Look through the lines below and extract any with the word "second".

[Records from a collection]
------------------------------------
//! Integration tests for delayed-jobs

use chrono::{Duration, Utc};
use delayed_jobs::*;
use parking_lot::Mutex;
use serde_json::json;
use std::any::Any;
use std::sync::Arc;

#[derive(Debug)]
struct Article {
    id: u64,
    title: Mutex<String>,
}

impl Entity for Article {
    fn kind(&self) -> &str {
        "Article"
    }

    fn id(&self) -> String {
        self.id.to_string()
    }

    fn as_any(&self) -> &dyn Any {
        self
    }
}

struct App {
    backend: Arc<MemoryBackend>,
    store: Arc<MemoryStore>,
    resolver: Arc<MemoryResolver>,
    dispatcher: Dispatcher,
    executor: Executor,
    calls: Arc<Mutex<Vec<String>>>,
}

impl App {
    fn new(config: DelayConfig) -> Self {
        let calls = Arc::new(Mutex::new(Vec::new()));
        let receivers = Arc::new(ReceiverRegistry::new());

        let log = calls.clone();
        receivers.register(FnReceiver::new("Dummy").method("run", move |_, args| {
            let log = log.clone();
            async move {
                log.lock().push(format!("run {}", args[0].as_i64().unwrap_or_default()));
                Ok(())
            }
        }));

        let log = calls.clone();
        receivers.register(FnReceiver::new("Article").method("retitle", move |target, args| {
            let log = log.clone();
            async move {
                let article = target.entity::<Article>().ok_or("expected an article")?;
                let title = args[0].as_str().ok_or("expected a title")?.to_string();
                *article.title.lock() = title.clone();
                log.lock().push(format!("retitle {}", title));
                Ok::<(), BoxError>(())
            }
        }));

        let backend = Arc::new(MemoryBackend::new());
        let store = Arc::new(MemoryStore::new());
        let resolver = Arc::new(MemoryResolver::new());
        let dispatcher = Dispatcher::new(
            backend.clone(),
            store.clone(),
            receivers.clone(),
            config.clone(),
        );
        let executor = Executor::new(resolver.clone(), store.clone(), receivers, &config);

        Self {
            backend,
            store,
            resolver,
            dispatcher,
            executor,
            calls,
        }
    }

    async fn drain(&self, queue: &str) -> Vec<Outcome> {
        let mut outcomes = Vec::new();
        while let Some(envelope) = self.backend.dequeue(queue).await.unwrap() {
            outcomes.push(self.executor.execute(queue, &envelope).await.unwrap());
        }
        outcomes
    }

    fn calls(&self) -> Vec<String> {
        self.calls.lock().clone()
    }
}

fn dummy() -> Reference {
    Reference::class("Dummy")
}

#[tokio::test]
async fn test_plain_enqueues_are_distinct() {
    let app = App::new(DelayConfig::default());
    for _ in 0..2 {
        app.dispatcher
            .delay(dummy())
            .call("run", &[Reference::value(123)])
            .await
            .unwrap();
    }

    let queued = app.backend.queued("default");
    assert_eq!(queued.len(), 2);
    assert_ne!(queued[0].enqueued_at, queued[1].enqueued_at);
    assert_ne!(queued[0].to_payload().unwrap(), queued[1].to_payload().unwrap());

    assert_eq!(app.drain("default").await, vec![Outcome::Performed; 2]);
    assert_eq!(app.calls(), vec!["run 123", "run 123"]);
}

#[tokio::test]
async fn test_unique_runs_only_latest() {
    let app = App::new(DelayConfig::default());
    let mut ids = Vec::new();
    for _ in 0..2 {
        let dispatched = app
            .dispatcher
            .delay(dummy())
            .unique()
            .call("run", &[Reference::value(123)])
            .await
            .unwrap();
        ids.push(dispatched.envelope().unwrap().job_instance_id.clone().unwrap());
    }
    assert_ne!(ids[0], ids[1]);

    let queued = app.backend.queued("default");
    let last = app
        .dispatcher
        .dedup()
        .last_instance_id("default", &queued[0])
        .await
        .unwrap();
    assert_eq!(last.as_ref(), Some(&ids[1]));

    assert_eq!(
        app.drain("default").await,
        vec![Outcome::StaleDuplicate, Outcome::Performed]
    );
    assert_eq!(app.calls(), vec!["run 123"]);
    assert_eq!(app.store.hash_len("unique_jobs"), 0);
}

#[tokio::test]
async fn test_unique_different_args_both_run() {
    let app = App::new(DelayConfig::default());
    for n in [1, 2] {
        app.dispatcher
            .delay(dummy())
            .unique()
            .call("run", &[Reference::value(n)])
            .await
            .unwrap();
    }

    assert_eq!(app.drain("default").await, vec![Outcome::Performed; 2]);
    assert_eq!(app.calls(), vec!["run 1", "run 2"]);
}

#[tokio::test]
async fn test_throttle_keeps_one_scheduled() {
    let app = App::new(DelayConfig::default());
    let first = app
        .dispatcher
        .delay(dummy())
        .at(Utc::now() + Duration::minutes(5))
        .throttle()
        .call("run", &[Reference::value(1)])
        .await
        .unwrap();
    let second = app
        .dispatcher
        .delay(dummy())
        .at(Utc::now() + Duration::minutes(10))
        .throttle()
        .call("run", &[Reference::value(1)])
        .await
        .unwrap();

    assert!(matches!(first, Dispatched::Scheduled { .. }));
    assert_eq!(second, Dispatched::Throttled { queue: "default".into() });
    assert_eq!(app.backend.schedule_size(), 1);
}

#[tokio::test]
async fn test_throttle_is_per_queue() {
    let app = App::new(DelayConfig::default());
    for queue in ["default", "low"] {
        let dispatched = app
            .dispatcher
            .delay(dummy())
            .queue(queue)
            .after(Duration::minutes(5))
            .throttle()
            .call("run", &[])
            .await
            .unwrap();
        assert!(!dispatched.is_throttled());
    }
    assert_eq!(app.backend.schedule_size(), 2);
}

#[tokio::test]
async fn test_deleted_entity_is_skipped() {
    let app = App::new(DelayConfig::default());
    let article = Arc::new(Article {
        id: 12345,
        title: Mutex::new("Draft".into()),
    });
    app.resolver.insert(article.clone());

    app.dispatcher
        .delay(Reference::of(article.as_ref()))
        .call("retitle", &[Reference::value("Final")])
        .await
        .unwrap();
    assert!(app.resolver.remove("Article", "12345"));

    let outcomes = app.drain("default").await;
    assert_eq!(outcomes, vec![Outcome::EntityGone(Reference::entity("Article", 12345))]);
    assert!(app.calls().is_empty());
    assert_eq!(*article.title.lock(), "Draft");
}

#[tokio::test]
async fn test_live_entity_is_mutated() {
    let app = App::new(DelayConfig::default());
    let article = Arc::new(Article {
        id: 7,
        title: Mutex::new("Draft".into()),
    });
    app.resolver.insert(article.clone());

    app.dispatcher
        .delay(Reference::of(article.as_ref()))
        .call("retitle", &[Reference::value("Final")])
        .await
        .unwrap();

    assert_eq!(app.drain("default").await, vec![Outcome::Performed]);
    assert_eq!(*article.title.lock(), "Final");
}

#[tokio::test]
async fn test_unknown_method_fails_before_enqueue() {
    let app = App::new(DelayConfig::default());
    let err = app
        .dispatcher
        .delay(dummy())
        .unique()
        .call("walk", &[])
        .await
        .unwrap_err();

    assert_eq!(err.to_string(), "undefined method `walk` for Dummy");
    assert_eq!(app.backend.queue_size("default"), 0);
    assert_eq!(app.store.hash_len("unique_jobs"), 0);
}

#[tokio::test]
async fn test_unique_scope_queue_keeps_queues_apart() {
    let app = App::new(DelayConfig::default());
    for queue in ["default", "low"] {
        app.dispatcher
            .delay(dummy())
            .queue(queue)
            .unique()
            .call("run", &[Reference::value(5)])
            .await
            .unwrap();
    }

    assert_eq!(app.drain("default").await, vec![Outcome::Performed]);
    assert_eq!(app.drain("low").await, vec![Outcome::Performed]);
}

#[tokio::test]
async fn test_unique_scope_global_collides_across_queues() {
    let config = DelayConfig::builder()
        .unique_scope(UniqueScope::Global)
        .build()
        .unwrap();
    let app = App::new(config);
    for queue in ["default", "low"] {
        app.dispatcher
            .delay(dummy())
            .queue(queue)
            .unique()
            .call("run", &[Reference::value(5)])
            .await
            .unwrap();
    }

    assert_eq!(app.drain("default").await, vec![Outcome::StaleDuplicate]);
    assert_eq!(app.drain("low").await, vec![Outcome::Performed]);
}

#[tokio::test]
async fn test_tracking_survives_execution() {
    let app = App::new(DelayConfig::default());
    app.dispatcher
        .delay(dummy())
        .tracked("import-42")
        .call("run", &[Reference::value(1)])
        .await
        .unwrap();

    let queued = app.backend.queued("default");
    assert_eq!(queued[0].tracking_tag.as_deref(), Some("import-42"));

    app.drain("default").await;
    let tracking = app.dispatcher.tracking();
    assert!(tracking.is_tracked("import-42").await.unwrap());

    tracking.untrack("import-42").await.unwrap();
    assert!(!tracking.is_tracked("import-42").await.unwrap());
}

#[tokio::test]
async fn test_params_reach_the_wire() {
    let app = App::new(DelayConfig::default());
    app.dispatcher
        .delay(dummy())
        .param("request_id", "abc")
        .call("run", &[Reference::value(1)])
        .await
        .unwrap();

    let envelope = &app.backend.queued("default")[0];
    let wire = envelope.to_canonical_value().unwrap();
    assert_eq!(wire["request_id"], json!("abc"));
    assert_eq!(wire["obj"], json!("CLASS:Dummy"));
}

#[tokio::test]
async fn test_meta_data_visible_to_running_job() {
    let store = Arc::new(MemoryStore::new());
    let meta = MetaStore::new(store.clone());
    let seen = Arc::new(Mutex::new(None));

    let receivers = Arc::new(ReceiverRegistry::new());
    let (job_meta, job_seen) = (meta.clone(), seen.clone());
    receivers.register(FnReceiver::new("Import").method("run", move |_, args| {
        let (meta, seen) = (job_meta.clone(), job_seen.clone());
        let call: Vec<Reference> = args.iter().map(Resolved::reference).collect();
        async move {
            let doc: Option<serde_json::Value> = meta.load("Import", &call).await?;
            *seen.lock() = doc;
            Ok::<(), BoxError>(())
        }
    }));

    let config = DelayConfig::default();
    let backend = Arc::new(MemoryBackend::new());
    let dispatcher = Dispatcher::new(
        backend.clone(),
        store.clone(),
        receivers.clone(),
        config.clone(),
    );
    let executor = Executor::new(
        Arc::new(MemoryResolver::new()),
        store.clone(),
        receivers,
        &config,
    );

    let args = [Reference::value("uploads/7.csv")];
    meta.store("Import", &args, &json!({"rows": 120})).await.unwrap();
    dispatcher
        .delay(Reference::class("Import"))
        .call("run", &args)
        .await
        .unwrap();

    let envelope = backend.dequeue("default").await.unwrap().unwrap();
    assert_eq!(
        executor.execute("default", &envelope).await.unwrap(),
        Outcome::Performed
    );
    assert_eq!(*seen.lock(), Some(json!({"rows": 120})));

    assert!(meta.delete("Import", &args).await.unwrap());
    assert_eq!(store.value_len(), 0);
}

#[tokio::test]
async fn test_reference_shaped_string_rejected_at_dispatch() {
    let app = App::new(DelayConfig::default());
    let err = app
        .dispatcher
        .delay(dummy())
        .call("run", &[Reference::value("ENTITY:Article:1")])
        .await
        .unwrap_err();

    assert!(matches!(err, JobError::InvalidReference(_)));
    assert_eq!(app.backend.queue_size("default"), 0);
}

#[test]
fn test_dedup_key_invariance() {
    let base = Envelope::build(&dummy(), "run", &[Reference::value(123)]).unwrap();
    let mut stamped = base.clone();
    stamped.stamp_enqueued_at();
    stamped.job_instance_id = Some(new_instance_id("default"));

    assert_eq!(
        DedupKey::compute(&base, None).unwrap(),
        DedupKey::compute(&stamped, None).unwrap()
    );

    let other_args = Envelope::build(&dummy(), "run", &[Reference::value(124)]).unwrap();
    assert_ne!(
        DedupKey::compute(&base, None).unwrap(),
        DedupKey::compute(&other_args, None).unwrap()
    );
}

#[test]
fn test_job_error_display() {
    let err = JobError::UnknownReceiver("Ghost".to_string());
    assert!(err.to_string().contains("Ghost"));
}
------------------------------------
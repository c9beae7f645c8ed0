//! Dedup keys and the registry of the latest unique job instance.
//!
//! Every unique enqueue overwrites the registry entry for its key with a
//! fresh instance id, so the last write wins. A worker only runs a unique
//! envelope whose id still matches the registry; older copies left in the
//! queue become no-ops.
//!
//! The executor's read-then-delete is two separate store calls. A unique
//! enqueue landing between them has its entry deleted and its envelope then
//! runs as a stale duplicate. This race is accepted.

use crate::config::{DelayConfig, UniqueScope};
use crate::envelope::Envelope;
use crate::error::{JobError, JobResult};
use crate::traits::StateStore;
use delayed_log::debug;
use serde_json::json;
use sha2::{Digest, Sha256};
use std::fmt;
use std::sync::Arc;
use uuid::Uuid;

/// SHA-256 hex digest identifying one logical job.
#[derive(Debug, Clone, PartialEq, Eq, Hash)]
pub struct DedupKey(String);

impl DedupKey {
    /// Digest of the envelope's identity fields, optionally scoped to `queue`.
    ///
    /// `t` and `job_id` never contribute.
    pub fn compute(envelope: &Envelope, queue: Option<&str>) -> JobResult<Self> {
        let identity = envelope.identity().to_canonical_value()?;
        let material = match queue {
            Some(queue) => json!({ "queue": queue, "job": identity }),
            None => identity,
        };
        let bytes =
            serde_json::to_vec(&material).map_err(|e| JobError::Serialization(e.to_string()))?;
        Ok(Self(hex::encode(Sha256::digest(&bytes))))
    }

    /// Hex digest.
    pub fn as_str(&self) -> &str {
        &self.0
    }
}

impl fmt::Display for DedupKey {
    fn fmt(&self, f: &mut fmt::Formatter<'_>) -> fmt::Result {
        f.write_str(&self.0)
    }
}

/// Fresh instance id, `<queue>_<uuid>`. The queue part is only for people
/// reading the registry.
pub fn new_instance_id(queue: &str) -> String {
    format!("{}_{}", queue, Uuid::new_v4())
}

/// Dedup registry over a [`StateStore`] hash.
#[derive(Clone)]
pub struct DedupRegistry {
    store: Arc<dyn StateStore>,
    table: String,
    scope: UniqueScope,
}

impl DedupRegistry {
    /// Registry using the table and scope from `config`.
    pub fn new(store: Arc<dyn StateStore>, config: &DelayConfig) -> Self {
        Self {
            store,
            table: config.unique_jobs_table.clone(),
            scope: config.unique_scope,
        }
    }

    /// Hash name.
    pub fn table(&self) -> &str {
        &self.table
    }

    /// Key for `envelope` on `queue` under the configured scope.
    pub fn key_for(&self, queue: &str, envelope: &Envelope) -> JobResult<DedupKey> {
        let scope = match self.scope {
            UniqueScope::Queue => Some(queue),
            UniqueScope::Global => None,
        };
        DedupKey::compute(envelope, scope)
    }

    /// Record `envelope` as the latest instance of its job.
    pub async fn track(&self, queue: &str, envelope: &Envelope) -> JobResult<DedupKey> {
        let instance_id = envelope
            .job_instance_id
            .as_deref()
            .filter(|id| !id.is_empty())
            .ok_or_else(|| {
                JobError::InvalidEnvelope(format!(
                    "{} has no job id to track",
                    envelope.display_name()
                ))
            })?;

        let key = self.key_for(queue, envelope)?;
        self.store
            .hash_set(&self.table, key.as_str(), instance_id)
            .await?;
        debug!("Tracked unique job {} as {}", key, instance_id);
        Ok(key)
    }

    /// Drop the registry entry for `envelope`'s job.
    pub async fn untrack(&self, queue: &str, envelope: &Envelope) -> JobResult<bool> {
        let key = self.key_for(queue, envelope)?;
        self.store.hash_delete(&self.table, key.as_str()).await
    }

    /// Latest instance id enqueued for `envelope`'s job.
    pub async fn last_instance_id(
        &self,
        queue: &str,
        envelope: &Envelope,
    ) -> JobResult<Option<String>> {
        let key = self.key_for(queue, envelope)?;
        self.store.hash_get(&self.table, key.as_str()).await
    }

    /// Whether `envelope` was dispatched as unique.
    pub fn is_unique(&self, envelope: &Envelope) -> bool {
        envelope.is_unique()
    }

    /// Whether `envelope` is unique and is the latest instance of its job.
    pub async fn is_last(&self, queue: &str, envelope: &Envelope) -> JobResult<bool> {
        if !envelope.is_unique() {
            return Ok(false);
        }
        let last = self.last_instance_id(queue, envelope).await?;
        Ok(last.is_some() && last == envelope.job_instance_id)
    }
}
------------------------------------
EXPECTED OUTPUT:
    let second = app
    assert_eq!(second, Dispatched::Throttled { queue: "default".into() });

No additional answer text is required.